SUPPLIED ENTRIES:
::::::::

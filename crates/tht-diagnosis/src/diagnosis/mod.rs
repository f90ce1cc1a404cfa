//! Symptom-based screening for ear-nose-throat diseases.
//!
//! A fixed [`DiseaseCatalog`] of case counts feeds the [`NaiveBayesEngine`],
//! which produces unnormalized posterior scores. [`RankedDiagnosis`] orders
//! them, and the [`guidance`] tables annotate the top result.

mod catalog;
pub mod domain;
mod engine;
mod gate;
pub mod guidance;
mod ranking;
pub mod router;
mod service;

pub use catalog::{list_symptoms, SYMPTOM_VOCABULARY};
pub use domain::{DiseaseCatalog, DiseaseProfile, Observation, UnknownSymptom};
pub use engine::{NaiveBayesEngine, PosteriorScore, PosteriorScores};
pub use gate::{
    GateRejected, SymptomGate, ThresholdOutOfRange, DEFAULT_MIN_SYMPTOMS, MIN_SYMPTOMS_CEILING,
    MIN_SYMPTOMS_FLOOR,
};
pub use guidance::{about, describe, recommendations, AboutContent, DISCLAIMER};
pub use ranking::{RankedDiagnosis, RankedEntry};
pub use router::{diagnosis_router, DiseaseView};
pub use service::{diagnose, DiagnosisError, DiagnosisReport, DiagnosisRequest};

::::::::

WORK ORDER:
Every entry above needs to be copied exactly.

EXERCISE OUTPUT:
filename crates/tht-diagnosis/src/diagnosis/mod.rs
repository f90ce1cc1a404cfa
//! Symptom-based screening for ear-nose-throat diseases.
//!
//! A fixed [`DiseaseCatalog`] of case counts feeds the [`NaiveBayesEngine`],
//! which produces unnormalized posterior scores. [`RankedDiagnosis`] orders
//! them, and the [`guidance`] tables annotate the top result.

mod catalog;
pub mod domain;
mod engine;
mod gate;
pub mod guidance;
mod ranking;
pub mod router;
mod service;

pub use catalog::{list_symptoms, SYMPTOM_VOCABULARY};
pub use domain::{DiseaseCatalog, DiseaseProfile, Observation, UnknownSymptom};
pub use engine::{NaiveBayesEngine, PosteriorScore, PosteriorScores};
pub use gate::{
    GateRejected, SymptomGate, ThresholdOutOfRange, DEFAULT_MIN_SYMPTOMS, MIN_SYMPTOMS_CEILING,
    MIN_SYMPTOMS_FLOOR,
};
pub use guidance::{about, describe, recommendations, AboutContent, DISCLAIMER};
pub use ranking::{RankedDiagnosis, RankedEntry};
pub use router::{diagnosis_router, DiseaseView};
pub use service::{diagnose, DiagnosisError, DiagnosisReport, DiagnosisRequest};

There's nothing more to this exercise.